Ayık, ameliyat esnasında damar ve sinir dokularının yoğun hasardan dolayı uç uca gelemediğini belirterek, 8 santimetre kemik çıkararak kısalttıkları sol kolun damar ve sinir dokularını uç uca diktiklerini anlattı.
Ameliyat sonrası bu tarz hastaların hayati tehlikesinin sürdüğünü ve Savurmak'ı 5 gün yoğun bakımda takip ettiklerini aktaran Ayık, "Ameliyat sonrası yaşayan kolumuz vardı. Fakat yaralı bölgeler kirli ve toprakla temas etmişti. Enfeksiyona karşı geniş çaplı antibiyotik tedavi uygulandı. Açık kalan yaralar plastik cerrahi önerisiyle bacaktan alınan cilt dokusunun kola nakliyle kapatıldı." diye konuştu.
"AMELİYATIN BİRİNCİ AYINDA BİLE HASTA PARMAKLARINI HAREKET ETTİRDİ"
Ayık, bu tarz vakalarda kolun yaşamasının yanında fonksiyonunun da geri kazanılmasın önem arz ettiğini ve fonksiyonu bulunmayan kolun yaşasa bile hasta için yük olduğuna işaret ederek, "Sinirleri kopan kolun tam iyileşmesi için yaklaşık 1 yıl gerekiyor. Ameliyatın birinci ayında bile hastanın parmaklarını hareket ettirmesini olumlu gelişme. Bundan sonraki süreçte fizik tedavilerle kolu daha fonksiyonel ve işlevsel hale getireceğiz." ifadesini kullandı.
Dr. Kılıç da gecikmiş uzuv kopmalarında ameliyat kararının zor olduğunu vurguladı.
Kopmalarda genelde kirli yara nedeniyle enfeksiyon riskinin çok yüksek olduğunu dile getiren Kılıç, "Çevre illerden de geldiği için gecikmiş vaka olduğundan kolu ya da bacağı kurtarayım derken hastayı kaybetme durumları oluyor. Ameliyat kararı zordu, belirli riskleri aldığımız hastada kemiğin ve kolun boyunu kısaltıp araya yama koymadan damar, sinir ve kasların uç uca tamiri sağlandı." dedi.

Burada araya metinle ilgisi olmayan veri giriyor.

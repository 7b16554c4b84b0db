use chrono::NaiveDate;
use serde::{Deserialize, Serialize};
use sqlx::FromRow;
use validator::Validate;

use crate::analytics::metrics::MetricKey;

/// One calendar day of tracked metrics. The date is the key; at most one
/// entry exists per date.
#[derive(Debug, Clone, PartialEq, Serialize, Deserialize, FromRow)]
#[serde(rename_all = "camelCase")]
pub struct DailyEntry {
    #[sqlx(rename = "entry_date")]
    pub date: NaiveDate,
    pub love_count: i32,
    pub quality_time_hours: f64,
    pub dishes_done: i32,
    /// Hours the trash sat full. Lower is better.
    pub trash_out_hours: f64,
    pub pet_care_duties: i32,
}

impl DailyEntry {
    pub fn empty(date: NaiveDate) -> Self {
        Self {
            date,
            love_count: 0,
            quality_time_hours: 0.0,
            dishes_done: 0,
            trash_out_hours: 0.0,
            pet_care_duties: 0,
        }
    }

    /// Apply `delta` to one metric, clamping the result at zero.
    pub fn adjust(&mut self, metric: MetricKey, delta: f64) {
        fn bump_count(value: &mut i32, delta: f64) {
            *value = (*value + delta.round() as i32).max(0);
        }
        fn bump_hours(value: &mut f64, delta: f64) {
            *value = (*value + delta).max(0.0);
        }

        match metric {
            MetricKey::LoveCount => bump_count(&mut self.love_count, delta),
            MetricKey::QualityTimeHours => bump_hours(&mut self.quality_time_hours, delta),
            MetricKey::DishesDone => bump_count(&mut self.dishes_done, delta),
            MetricKey::TrashOutHours => bump_hours(&mut self.trash_out_hours, delta),
            MetricKey::PetCareDuties => bump_count(&mut self.pet_care_duties, delta),
        }
    }
}

/// POST /api/entries/:date/adjust
#[derive(Debug, Deserialize, Validate)]
pub struct AdjustMetricRequest {
    pub metric: MetricKey,

    #[validate(range(min = -24.0, max = 24.0, message = "Delta must be between -24 and 24"))]
    pub delta: f64,
}

#[derive(Debug, Deserialize)]
pub struct EntryQuery {
    pub start_date: Option<NaiveDate>,
    pub end_date: Option<NaiveDate>,
}
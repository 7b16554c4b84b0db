use std::env;

#[derive(Debug, Clone)]
pub struct Config {
    /// Absent → in-memory stores (data is lost on restart).
    pub database_url: Option<String>,
    pub host: String,
    pub port: u16,
    pub frontend_url: String,
    pub cors_extra_origins: Vec<String>,

    /// Base URL of the balance aggregator backend.
    pub finance_api_url: Option<String>,
    pub finance_timeout_secs: u64,

    /// Default trailing window, in months, fed to analytics.
    pub analytics_months_back: u32,
}

impl Config {
    pub fn from_env() -> Self {
        Self {
            database_url: non_empty_var("DATABASE_URL"),
            host: env::var("HOST").unwrap_or_else(|_| "0.0.0.0".into()),
            port: env::var("PORT")
                .unwrap_or_else(|_| "8080".into())
                .parse()
                .expect("PORT must be a number"),
            frontend_url: env::var("FRONTEND_URL")
                .unwrap_or_else(|_| "http://localhost:3000".into()),
            cors_extra_origins: env::var("CORS_EXTRA_ORIGINS")
                .map(|extra| split_origins(&extra))
                .unwrap_or_default(),

            finance_api_url: non_empty_var("FINANCE_API_URL"),
            finance_timeout_secs: env::var("FINANCE_TIMEOUT_SECS")
                .unwrap_or_else(|_| "30".into())
                .parse()
                .unwrap_or(30),

            analytics_months_back: env::var("ANALYTICS_MONTHS_BACK")
                .unwrap_or_else(|_| "3".into())
                .parse()
                .unwrap_or(3),
        }
    }

    pub fn listen_addr(&self) -> String {
        format!("{}:{}", self.host, self.port)
    }
}

fn non_empty_var(key: &str) -> Option<String> {
    env::var(key).ok().filter(|s| !s.trim().is_empty())
}

fn split_origins(raw: &str) -> Vec<String> {
    raw.split(',')
        .map(str::trim)
        .filter(|o| !o.is_empty())
        .map(String::from)
        .collect()
}

#[cfg(test)]
impl Default for Config {
    fn default() -> Self {
        Self {
            database_url: None,
            host: "127.0.0.1".into(),
            port: 8080,
            frontend_url: "http://localhost:3000".into(),
            cors_extra_origins: Vec::new(),
            finance_api_url: None,
            finance_timeout_secs: 30,
            analytics_months_back: 3,
        }
    }
}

Yunus Savurmak ise Dr. Ömer Ayık ve ekibi sayesinde kolunun ve hayatının kurtulduğunu, parmaklarının da hareket etmesine sevindiğini ifade etti.
Savurmak, "Kazada kopan kolumda his yoktu. Küçük bir et parçasına tutunup sarkıyordu. Ömer Hoca umudum oldu. Yolda anlık dalgınlık mı ne olduysa kontrolü kaybettim, yavaş olsaydım kontrolü sağlardım. Kimse usta şoförüm demesin, araç sürerken çok dikkatli olun, dikkati dağıtacak davranışlarda bulunmayın. Telefonla meşgul olmayın, hız sınırına uyun." diye konuştu.